I was really looking forward to reading Unhinged because I enjoyed Splintered so much. I enjoy fractured fairy tales, and Howard’s Wonderland was a delightfully creepy version. I admit to having been torn between Morpheus and Jeb in that book. So I was dismayed to find myself seriously tempted not to finish Unhinged. The first half of the book was extremely slow with nothing happening. Alyssa had become a whiny twerp who wanted to turn her back on netherling heritage, no matter what the expense to the creatures who lived in Wonderland. Even when it becomes clear that there is a real threat to the people in the human world whom she loves, she is still slow to act. There are way too many people telling way too many lies in order to set up the conflict. There would actually be very little conflict if not for all the lies and deception. That may work for a psychological thriller, but not for a fantasy adventure.
But what really bothered me about this story was Morpheus. I realize that for many people, that is unfathomable. He’s the dark, mysterious bad boy with a heart of gold. His motives are good. But that doesn’t excuse the fact that consistently lies to Alyssa and manipulates her. He even conspires with her mom to lie to her some more. He leaves no room for her to have any feelings or desires that aren’t what he wants for her. And don’t get me started on how he manipulated Jeb, endangering both Jeb and, ultimately, Alyssa. Yet Alyssa always forgives him. In fact, she forgives him way too easily for that huge deception!
Jeb’s not perfect. He is jealous and possessive of Alyssa but fails to recognize that she may have any reason to feel insecure. He knows Morpheus is manipulative and not trustworthy. But whenever he sees Alyssa with Morpheus, Jeb always assumes the worst of Alyssa. But it is unreasonable for her to question the mysterious art patron who wants to be Jeb’s new muse.

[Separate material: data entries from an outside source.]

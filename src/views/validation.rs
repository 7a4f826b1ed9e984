//! Validation of query parameters and request bodies
//!
//! Payloads are first deserialized into a loosely typed form (mostly
//! optional strings), then checked field by field so that every violation is
//! reported at once, as a 422 response listing the messages of each field.

use std::collections::BTreeMap;
use std::sync::LazyLock;

use axum::Json;
use axum::extract::FromRequest;
use axum::extract::FromRequestParts;
use axum::extract::Query;
use axum::extract::Request;
use axum::http::request::Parts;
use cms_derive::CmsError;
use regex::Regex;
use serde::Serialize;
use serde::de::DeserializeOwned;
use thiserror::Error;
use utoipa::ToSchema;

use crate::error::InternalError;

/// Messages of the invalid fields, by field name
#[derive(Debug, Clone, Default, PartialEq, Serialize, ToSchema)]
#[cfg_attr(test, derive(serde::Deserialize))]
pub struct FieldErrors(BTreeMap<String, Vec<String>>);

#[derive(Debug, Error, CmsError)]
#[cms_error(base_id = "validation", default_status = 422)]
pub enum ValidationError {
    #[error("The given data was invalid")]
    Invalid { fields: FieldErrors },
    #[error("Malformed request: {message}")]
    Malformed { message: String },
}

static EMAIL: LazyLock<Regex> = LazyLock::new(|| {
    Regex::new(r"^[^@\s]+@[^@\s]+\.[^@\s]+$").expect("email pattern is a valid regex")
});

impl FieldErrors {
    pub fn push(&mut self, field: &str, message: impl Into<String>) {
        self.0.entry(field.to_owned()).or_default().push(message.into());
    }

    pub fn is_empty(&self) -> bool {
        self.0.is_empty()
    }

    pub fn get(&self, field: &str) -> Option<&[String]> {
        self.0.get(field).map(Vec::as_slice)
    }

    /// `Ok(value)` if no field is invalid
    pub fn check<T>(self, value: T) -> Result<T, ValidationError> {
        if self.is_empty() {
            Ok(value)
        } else {
            Err(ValidationError::Invalid { fields: self })
        }
    }

    pub fn single(field: &str, message: impl Into<String>) -> ValidationError {
        let mut errors = Self::default();
        errors.push(field, message);
        ValidationError::Invalid { fields: errors }
    }

    pub fn required<'a>(&mut self, field: &str, value: Option<&'a str>) -> Option<&'a str> {
        match value.map(str::trim) {
            Some(value) if !value.is_empty() => Some(value),
            _ => {
                self.push(field, format!("The {field} field is required."));
                None
            }
        }
    }

    pub fn max_length(&mut self, field: &str, value: Option<&str>, max: usize) {
        if let Some(value) = value
            && value.chars().count() > max
        {
            self.push(
                field,
                format!("The {field} field must not be greater than {max} characters."),
            );
        }
    }

    pub fn length_between(&mut self, field: &str, value: Option<&str>, min: usize, max: usize) {
        if let Some(value) = value {
            let length = value.chars().count();
            if length < min || length > max {
                self.push(
                    field,
                    format!("The {field} field must be between {min} and {max} characters."),
                );
            }
        }
    }

    pub fn email(&mut self, field: &str, value: Option<&str>) {
        if let Some(value) = value
            && !EMAIL.is_match(value)
        {
            self.push(field, format!("The {field} field must be a valid email address."));
        }
    }

    /// Parses one of the allowed values of an enum-like field
    pub fn one_of<T: std::str::FromStr>(
        &mut self,
        field: &str,
        value: Option<&str>,
        allowed: &[&str],
    ) -> Option<T> {
        let value = value?;
        match value.parse() {
            Ok(parsed) if allowed.contains(&value) => Some(parsed),
            _ => {
                self.push(
                    field,
                    format!("The {field} field must be one of {}.", allowed.join(", ")),
                );
                None
            }
        }
    }

    /// Parses an integer within an inclusive range
    pub fn integer_between(
        &mut self,
        field: &str,
        value: Option<&str>,
        min: u64,
        max: u64,
    ) -> Option<u64> {
        let value = value?;
        match value.trim().parse::<u64>() {
            Ok(parsed) if (min..=max).contains(&parsed) => Some(parsed),
            Ok(_) if max == u64::MAX => {
                self.push(field, format!("The {field} field must be at least {min}."));
                None
            }
            Ok(_) => {
                self.push(
                    field,
                    format!("The {field} field must be between {min} and {max}."),
                );
                None
            }
            Err(_) => {
                self.push(field, format!("The {field} field must be an integer."));
                None
            }
        }
    }

    pub fn boolean(&mut self, field: &str, value: Option<&str>) -> Option<bool> {
        match value?.trim() {
            "1" | "true" | "on" | "yes" => Some(true),
            "0" | "false" | "off" | "no" => Some(false),
            _ => {
                self.push(field, format!("The {field} field must be true or false."));
                None
            }
        }
    }

    /// Parses a comma separated list of ids
    pub fn ids(&mut self, field: &str, value: Option<&str>) -> Vec<i64> {
        let Some(value) = value else {
            return Vec::new();
        };
        let ids: Result<Vec<i64>, _> = value
            .split(',')
            .map(str::trim)
            .filter(|id| !id.is_empty())
            .map(str::parse)
            .collect();
        ids.unwrap_or_else(|_| {
            self.push(field, format!("The {field} field must be a list of ids."));
            Vec::new()
        })
    }
}

/// A submitted value, empty strings being treated as absent
pub fn present(value: &Option<String>) -> Option<&str> {
    value.as_deref().map(str::trim).filter(|value| !value.is_empty())
}

/// A payload checked field by field once deserialized from its raw form
pub trait Validate: Sized {
    type Raw: DeserializeOwned + Send;

    fn validate(raw: Self::Raw) -> Result<Self, ValidationError>;
}

/// Extracts and validates the query parameters
pub struct ValidQuery<T>(pub T);

/// Extracts and validates a JSON body
pub struct ValidJson<T>(pub T);

impl<S: Send + Sync, T: Validate> FromRequestParts<S> for ValidQuery<T> {
    type Rejection = InternalError;

    async fn from_request_parts(parts: &mut Parts, state: &S) -> Result<Self, Self::Rejection> {
        let Query(raw) = Query::<T::Raw>::from_request_parts(parts, state)
            .await
            .map_err(|rejection| ValidationError::Malformed {
                message: rejection.body_text(),
            })?;
        Ok(ValidQuery(T::validate(raw)?))
    }
}

impl<S: Send + Sync, T: Validate> FromRequest<S> for ValidJson<T> {
    type Rejection = InternalError;

    async fn from_request(req: Request, state: &S) -> Result<Self, Self::Rejection> {
        let Json(raw) = Json::<T::Raw>::from_request(req, state)
            .await
            .map_err(|rejection| ValidationError::Malformed {
                message: rejection.body_text(),
            })?;
        Ok(ValidJson(T::validate(raw)?))
    }
}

As if leaving Jeb in the dark didn’t cause enough problems, Alyssa and her mother insist on keeping her Dad in the dark, too. Because all of the lies and deception have worked real well so far. (Yes, I’m rolling my eyes here.) It’s only when Alyssa is able to start to unravel some of the truth that she is able to start to solve the problems they all face.
On the good side, the final third of the book felt like a return to the story of Splintered. I wish I could discuss the one section of the book that I really enjoyed. But I can’t do that without some serious spoilers. Suffice it to say that Alyssa finally gets it together and makes her peace with who she is. She also sets up the next book really well, so well, in fact, that I am looking forward to reading it despite the issues I had with this one. I blame the problems with Unhinged on the trend for all YA stories to be trilogies. It felt like a lot of padding to fill a middle book. But, assuming that the third book is more in line with the first, I think this story was better suited to two books – or even one extra long one.
Still, I don’t know if I can forgive Morpheus for his actions in this book. I feel betrayed. I’m really bothered that so many people have bought into the dark, mysterious stranger trope and are overlooking his outrageous behavior. Frankly, he’s a pretty scary guy. His emotions are volatile, and he’ll do pretty much anything to get his way. Sure, he saves people who matter to Alyssa. But I suspect he does it, not because he cares what happens to them, but because it makes Alyssa feel indebted to him. His behavior sets off warning bells for me. I worry that readers caught up in his bad-boy appeal will overlook some seriously scary character traits.
On a completely different note – what’s with the purple ink? I really despise colored inks. It makes it hard on my eyes to read the book. Yeah, I know, I quiet a bit older than the target audience. But it’s so gimmicky. Does it really bring in any extra readers? Because it is seriously annoying for some of us.
I give this book 3.5 stars, though all of the stars were really earned in the last third of the book. I’m not sure that I will recommend this book to teens, probably only to those I know well enough so that I can discuss my concerns with them.